Abstract

Abstract Background: Disasters are ubiquitous in nature, and more importantly, disasters do not happen in a staggered manner nor in succession. It may erupt, attack, and happen altogether in one frame of time, abruptly, or cascade. Owing to coronavirus disease 2019 (COVID-19) pandemic, the existing human race has metamorphosed its culture from offices to work from home, cash to cashless transactions, direct retail shopping to e-commerce, socialization to social distancing, hospital-based care to domiciliary care, and much more to register. This necessitated evolution of our disaster management practices established in the pre-COVID era to be reconfigured and be made implementable in the ongoing pandemic scenario, to ensure appropriate management of disasters without bargaining the management of pandemic.

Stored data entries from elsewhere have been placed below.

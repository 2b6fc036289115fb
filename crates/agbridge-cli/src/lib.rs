mod args;
mod commands;
mod handlers;

pub use args::{ChatArgs, Cli, Commands, OutputFormat, ProvidersCommand, SessionsCommand};
pub use commands::run;

use tracing_subscriber::EnvFilter;

/// Log to stderr so stdout stays machine-readable. `AGBRIDGE_LOG` wins over
/// `--log-level`.
pub fn init_logging(default_level: &str) {
    let filter = EnvFilter::try_from_env("AGBRIDGE_LOG")
        .unwrap_or_else(|_| EnvFilter::new(default_level));
    let _ = tracing_subscriber::fmt()
        .with_env_filter(filter)
        .with_writer(std::io::stderr)
        .with_target(false)
        .try_init();
}
use std::path::{Path, PathBuf};

pub type Result<T> = std::result::Result<T, Error>;

#[derive(Debug)]
pub enum Error {
    Io(std::io::Error),
    Config(String),
}

impl std::fmt::Display for Error {
    fn fmt(&self, f: &mut std::fmt::Formatter<'_>) -> std::fmt::Result {
        match self {
            Error::Io(err) => write!(f, "IO error: {}", err),
            Error::Config(msg) => write!(f, "Config error: {}", msg),
        }
    }
}

impl std::error::Error for Error {
    fn source(&self) -> Option<&(dyn std::error::Error + 'static)> {
        match self {
            Error::Io(err) => Some(err),
            Error::Config(_) => None,
        }
    }
}

impl From<std::io::Error> for Error {
    fn from(err: std::io::Error) -> Self {
        Error::Io(err)
    }
}

/// Resolve the data directory path based on priority:
/// 1. Explicit path (with tilde expansion)
/// 2. AGBRIDGE_PATH environment variable (with tilde expansion)
/// 3. System data directory (recommended default)
/// 4. ~/.agbridge (fallback for systems without standard data directory)
pub fn resolve_data_dir(explicit_path: Option<&str>) -> Result<PathBuf> {
    if let Some(path) = explicit_path {
        return Ok(expand_tilde(path));
    }

    if let Ok(env_path) = std::env::var("AGBRIDGE_PATH") {
        return Ok(expand_tilde(&env_path));
    }

    if let Some(data_dir) = dirs::data_dir() {
        return Ok(data_dir.join("agbridge"));
    }

    if let Some(home) = std::env::var_os("HOME") {
        return Ok(PathBuf::from(home).join(".agbridge"));
    }

    Err(Error::Config(
        "Could not determine data path: no HOME directory or system data directory found"
            .to_string(),
    ))
}

/// Expand tilde (~) in paths to the user's home directory
pub fn expand_tilde(path: &str) -> PathBuf {
    if let Some(stripped) = path.strip_prefix("~/")
        && let Some(home) = dirs::home_dir()
    {
        return home.join(stripped);
    }
    PathBuf::from(path)
}

/// Encode a project root the way Claude Code names its per-project directories.
/// Both '/' and '.' become '-'.
pub fn encode_project_dir(project_root: &Path) -> String {
    let path_str = project_root.to_string_lossy();
    let encoded = path_str
        .replace(['/', '.', '\\', ':'], "-")
        .trim_start_matches('-')
        .to_string();
    format!("-{}", encoded)
}

/// Recover a project path from an encoded directory name.
///
/// Lossy: a '-' that was part of a directory name decodes to '/'. Every caller
/// that maps directory names back to paths goes through this function, so the
/// same directory always yields the same path.
pub fn decode_project_dir(dir_name: &str) -> String {
    if dir_name.is_empty() {
        return String::new();
    }
    let trimmed = dir_name.trim_start_matches('-');
    format!("/{}", trimmed.replace('-', "/"))
}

Aim and Objectives: With this intent, the authors of this study participated in a multinational full-scale exercise to study, identify, and recommend changes in medical preparedness during disaster management while handling pandemic. Methodology and Results: The authors have identified key focus areas such as prehospital care and hospital-based care, which further include site and size identification, command and control, patient reception and holding areas, advanced treatment area, laboratory facilities, heating, ventilation and air conditioning systems, medical gas pipeline systems, electric supply and lighting, and transportation. At all these places, COVID-19 best practices, public health aspects along with telemedicine, and communication have been emphasized. Conclusion: The authors have tried to decipher the findings to utilize them during the impact of another disaster. The authors have also tried to expand the horizon of the environment by bringing out the fundamentals being faced during such events for the betterment of society.